Data excerpts
//! Document operations that touch the served files.

use std::fs::{self, File};

use bandstand_core::model::{Document, DocumentId, UserId};
use bandstand_core::{Database, Error, VersionedStore};

use crate::error::IngestResult;

/// Document metadata plus an open handle on its bytes, for members of the
/// owning band.
pub fn open_document(
    db: &Database,
    id: DocumentId,
    caller: UserId,
) -> IngestResult<(Document, File)> {
    let doc = db.catalog().get_document(id, caller)?;
    let file = File::open(&doc.file_path)?;
    Ok((doc, file))
}

/// Delete a document. Only its uploader or the band owner may.
///
/// The row goes first, so a reader never finds a row without its file. If
/// the file then cannot be removed it is logged as an orphan and the
/// deletion still counts as done.
pub fn delete_document(db: &Database, id: DocumentId, caller: UserId) -> IngestResult<Document> {
    let doc = db.catalog().get_document(id, caller)?;

    if doc.owner_id != caller {
        let tune = db.tunes().get(doc.tune_id)?;
        let band = db.bands().get(tune.band_id)?;
        if band.owner_id != caller {
            return Err(Error::NotPermitted(
                "only the uploader or the band owner can delete a document".to_string(),
            )
            .into());
        }
    }

    let doc = db.documents().delete(id)?;
    match fs::remove_file(&doc.file_path) {
        Ok(()) => log::info!("User {caller} deleted document {id}"),
        Err(e) => log::error!(
            "Deleted document {id} but could not remove {}: {e}",
            doc.file_path.display()
        ),
    }
    Ok(doc)
}
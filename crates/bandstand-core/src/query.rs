//! Filter, sort, and pagination planning for list queries.
//!
//! Every caller-supplied parameter is validated before a plan exists. The
//! sort column in a [`QueryPlan`] always comes from a `'static` safelist
//! entry, never from the caller's string, so nothing the caller sends is
//! ever spliced into SQL text.

use serde::Serialize;

use crate::error::{Error, Result};
use crate::model::{title_words, Key, TuneStatus};
use crate::validate::{permitted_value, FieldErrors, Validate, Validator};

/// Hard ceiling on `page`, to block pathological offsets.
pub const MAX_PAGE: i64 = 10_000;
pub const DEFAULT_PAGE: i64 = 1;
pub const DEFAULT_PAGE_SIZE: i64 = 20;
pub const MAX_PAGE_SIZE: i64 = 100;

/// Sort values accepted when listing tunes. A leading `-` means descending.
pub const TUNE_SORT_SAFELIST: &[&str] = &[
    "id",
    "title",
    "status",
    "created_at",
    "-id",
    "-title",
    "-status",
    "-created_at",
];

#[derive(Debug, Clone, Copy, PartialEq, Eq)]
pub enum SortDirection {
    Ascending,
    Descending,
}

impl SortDirection {
    #[must_use]
    pub const fn as_sql(self) -> &'static str {
        match self {
            Self::Ascending => "ASC",
            Self::Descending => "DESC",
        }
    }
}

/// Paging and sorting parameters, checked against a declared safelist.
#[derive(Debug, Clone, PartialEq, Eq)]
pub struct Filters {
    pub page: i64,
    pub page_size: i64,
    pub sort: String,
    pub sort_safelist: &'static [&'static str],
}

impl Filters {
    /// Defaults: first page, 20 rows, sorted by id ascending.
    #[must_use]
    pub fn new(sort_safelist: &'static [&'static str]) -> Self {
        Self {
            page: DEFAULT_PAGE,
            page_size: DEFAULT_PAGE_SIZE,
            sort: "id".to_string(),
            sort_safelist,
        }
    }

    /// The safelisted column for `sort`, with any `-` stripped.
    ///
    /// `None` when `sort` is not in the safelist.
    #[must_use]
    pub fn sort_column(&self) -> Option<&'static str> {
        self.sort_safelist
            .iter()
            .find(|entry| **entry == self.sort)
            .map(|entry| entry.trim_start_matches('-'))
    }

    #[must_use]
    pub fn direction(&self) -> SortDirection {
        if self.sort.starts_with('-') {
            SortDirection::Descending
        } else {
            SortDirection::Ascending
        }
    }

    #[must_use]
    pub const fn limit(&self) -> i64 {
        self.page_size
    }

    #[must_use]
    pub const fn offset(&self) -> i64 {
        (self.page - 1) * self.page_size
    }
}

impl Validate for Filters {
    fn validate(&self, v: &mut Validator) {
        v.check(self.page > 0, "page", "must be greater than zero");
        v.check(self.page <= MAX_PAGE, "page", "must be a maximum of 10000");
        v.check(self.page_size > 0, "page_size", "must be greater than zero");
        v.check(self.page_size <= MAX_PAGE_SIZE, "page_size", "must be a maximum of 100");
        v.check(
            permitted_value(&self.sort.as_str(), self.sort_safelist),
            "sort",
            "invalid sort value",
        );
    }
}

/// Optional tune filters. Each empty filter matches everything.
#[derive(Debug, Clone, Default, PartialEq, Eq)]
pub struct TuneFilter {
    /// Whitespace-separated terms; each must occur in the title.
    pub title: String,
    /// The tune must carry every one of these keys.
    pub keys: Vec<Key>,
    /// The tune's status must be one of these.
    pub statuses: Vec<TuneStatus>,
}

/// A parsed list-tunes request.
#[derive(Debug, Clone, PartialEq, Eq)]
pub struct TuneQuery {
    pub filter: TuneFilter,
    pub filters: Filters,
}

impl Default for TuneQuery {
    fn default() -> Self {
        Self {
            filter: TuneFilter::default(),
            filters: Filters::new(TUNE_SORT_SAFELIST),
        }
    }
}

impl TuneQuery {
    /// Parse query-string pairs (`title`, `keys`, `statuses`, `page`,
    /// `page_size`, `sort`). Unknown names are ignored. Parse failures and
    /// range or safelist violations come back together as one validation
    /// error.
    pub fn from_pairs<I, K, V>(pairs: I) -> Result<Self>
    where
        I: IntoIterator<Item = (K, V)>,
        K: AsRef<str>,
        V: AsRef<str>,
    {
        let mut query = Self::default();
        let mut v = Validator::new();

        for (name, value) in pairs {
            let value = value.as_ref();
            match name.as_ref() {
                "title" => query.filter.title = value.to_string(),
                "keys" => query.filter.keys = csv(value).map(Key::from).collect(),
                "statuses" => {
                    for item in csv(value) {
                        match item.parse() {
                            Ok(status) => query.filter.statuses.push(status),
                            Err(_) => v.add_error("statuses", "must only contain known statuses"),
                        }
                    }
                }
                "page" => {
                    if let Some(page) = integer(value, "page", &mut v) {
                        query.filters.page = page;
                    }
                }
                "page_size" => {
                    if let Some(size) = integer(value, "page_size", &mut v) {
                        query.filters.page_size = size;
                    }
                }
                "sort" if !value.is_empty() => query.filters.sort = value.to_string(),
                _ => {}
            }
        }

        query.filters.validate(&mut v);
        v.finish()?;
        Ok(query)
    }

    /// Validate and build the plan. Fails before anything is constructed
    /// when a parameter is out of range or the sort is not safelisted.
    pub fn plan(&self) -> Result<QueryPlan> {
        self.filters.ensure_valid()?;
        let Some(sort_column) = self.filters.sort_column() else {
            // ensure_valid already rejects this
            return Err(Error::Validation(FieldErrors::single("sort", "invalid sort value")));
        };

        Ok(QueryPlan {
            title_terms: title_words(&self.filter.title),
            keys: self.filter.keys.clone(),
            statuses: self.filter.statuses.clone(),
            sort_column,
            direction: self.filters.direction(),
            page: self.filters.page,
            page_size: self.filters.page_size,
        })
    }
}

/// A validated, bounded query. Only safelisted identifiers reach SQL text.
#[derive(Debug, Clone, PartialEq, Eq)]
pub struct QueryPlan {
    pub title_terms: Vec<String>,
    pub keys: Vec<Key>,
    pub statuses: Vec<TuneStatus>,
    pub sort_column: &'static str,
    pub direction: SortDirection,
    pub page: i64,
    pub page_size: i64,
}

impl QueryPlan {
    /// ORDER BY clause body. The primary key breaks ties, so paging is
    /// stable even when the sort column has duplicates.
    #[must_use]
    pub fn order_by(&self) -> String {
        format!("{} {}, id ASC", self.sort_column, self.direction.as_sql())
    }

    #[must_use]
    pub const fn limit(&self) -> i64 {
        self.page_size
    }

    #[must_use]
    pub const fn offset(&self) -> i64 {
        (self.page - 1) * self.page_size
    }

    #[must_use]
    pub fn metadata(&self, total_records: i64) -> Metadata {
        calculate_metadata(total_records, self.page, self.page_size)
    }
}

/// Pagination metadata for a list response.
#[derive(Debug, Clone, Copy, Default, PartialEq, Eq, Serialize)]
pub struct Metadata {
    pub current_page: i64,
    pub page_size: i64,
    pub first_page: i64,
    pub last_page: i64,
    pub total_records: i64,
}

/// All zero when `total_records` is zero; otherwise
/// `last_page = ceil(total_records / page_size)`.
#[must_use]
pub fn calculate_metadata(total_records: i64, page: i64, page_size: i64) -> Metadata {
    if total_records == 0 || page_size <= 0 {
        return Metadata::default();
    }

    Metadata {
        current_page: page,
        page_size,
        first_page: 1,
        last_page: (total_records + page_size - 1) / page_size,
        total_records,
    }
}

fn csv(value: &str) -> impl Iterator<Item = &str> {
    value.split(',').map(str::trim).filter(|item| !item.is_empty())
}

fn integer(value: &str, field: &str, v: &mut Validator) -> Option<i64> {
    match value.trim().parse() {
        Ok(n) => Some(n),
        Err(_) => {
            v.add_error(field, "must be an integer value");
            None
        }
    }
}

#[cfg(test)]
mod tests {
    use super::*;

    fn parse(pairs: &[(&str, &str)]) -> Result<TuneQuery> {
        TuneQuery::from_pairs(pairs.iter().copied())
    }

    fn field_error(result: Result<TuneQuery>, field: &str) -> String {
        match result {
            Err(Error::Validation(errors)) => errors.get(field).unwrap_or_default().to_string(),
            other => panic!("expected validation error, got {other:?}"),
        }
    }

    #[test]
    fn test_defaults() {
        let plan = parse(&[]).unwrap().plan().unwrap();
        assert_eq!(plan.page, 1);
        assert_eq!(plan.page_size, 20);
        assert_eq!(plan.order_by(), "id ASC, id ASC");
        assert_eq!(plan.offset(), 0);
        assert!(plan.title_terms.is_empty());
        assert!(plan.keys.is_empty());
        assert!(plan.statuses.is_empty());
    }

    #[test]
    fn test_sort_outside_safelist_is_rejected() {
        let result = parse(&[("sort", "password")]);
        assert_eq!(field_error(result, "sort"), "invalid sort value");

        let mut query = TuneQuery::default();
        query.filters.sort = "title; DROP TABLE tunes".to_string();
        assert!(matches!(query.plan(), Err(Error::Validation(_))));
    }

    #[test]
    fn test_descending_sort_strips_sign() {
        let plan = parse(&[("sort", "-created_at")]).unwrap().plan().unwrap();
        assert_eq!(plan.sort_column, "created_at");
        assert_eq!(plan.direction, SortDirection::Descending);
        assert_eq!(plan.order_by(), "created_at DESC, id ASC");
    }

    #[test]
    fn test_page_bounds() {
        assert_eq!(
            field_error(parse(&[("page", "0")]), "page"),
            "must be greater than zero"
        );
        assert_eq!(
            field_error(parse(&[("page", "10001")]), "page"),
            "must be a maximum of 10000"
        );
        assert!(parse(&[("page", "10000")]).is_ok());
        assert_eq!(
            field_error(parse(&[("page_size", "101")]), "page_size"),
            "must be a maximum of 100"
        );
        assert_eq!(
            field_error(parse(&[("page", "two")]), "page"),
            "must be an integer value"
        );
    }

    #[test]
    fn test_offset_and_limit() {
        let plan = parse(&[("page", "3"), ("page_size", "25")])
            .unwrap()
            .plan()
            .unwrap();
        assert_eq!(plan.limit(), 25);
        assert_eq!(plan.offset(), 50);
    }

    #[test]
    fn test_list_filters_parse() {
        let query = parse(&[
            ("title", "  morning   star "),
            ("keys", "D major,,A minor "),
            ("statuses", "seedling,flowering"),
        ])
        .unwrap();
        assert_eq!(
            query.filter.keys,
            vec![Key::from("D major"), Key::from("A minor")]
        );
        assert_eq!(
            query.filter.statuses,
            vec![TuneStatus::Seedling, TuneStatus::Flowering]
        );

        let plan = query.plan().unwrap();
        assert_eq!(plan.title_terms, vec!["morning", "star"]);

        assert_eq!(
            field_error(parse(&[("statuses", "wilting")]), "statuses"),
            "must only contain known statuses"
        );
    }

    #[test]
    fn test_calculate_metadata() {
        assert_eq!(calculate_metadata(0, 3, 20), Metadata::default());

        let m = calculate_metadata(41, 2, 20);
        assert_eq!(m.current_page, 2);
        assert_eq!(m.first_page, 1);
        assert_eq!(m.last_page, 3);
        assert_eq!(m.total_records, 41);

        assert_eq!(calculate_metadata(40, 1, 20).last_page, 2);
        assert_eq!(calculate_metadata(1, 1, 100).last_page, 1);
    }
}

◆ **WORK TO BE COMPLETED**: Begin at the first line of the records above and restate each line word for word, stopping after the line with "orphan and the".

◆ **RESPONSE TO THIS EXERCISE**:
//! Document operations that touch the served files.

use std::fs::{self, File};

use bandstand_core::model::{Document, DocumentId, UserId};
use bandstand_core::{Database, Error, VersionedStore};

use crate::error::IngestResult;

/// Document metadata plus an open handle on its bytes, for members of the
/// owning band.
pub fn open_document(
    db: &Database,
    id: DocumentId,
    caller: UserId,
) -> IngestResult<(Document, File)> {
    let doc = db.catalog().get_document(id, caller)?;
    let file = File::open(&doc.file_path)?;
    Ok((doc, file))
}

/// Delete a document. Only its uploader or the band owner may.
///
/// The row goes first, so a reader never finds a row without its file. If
/// the file then cannot be removed it is logged as an orphan and the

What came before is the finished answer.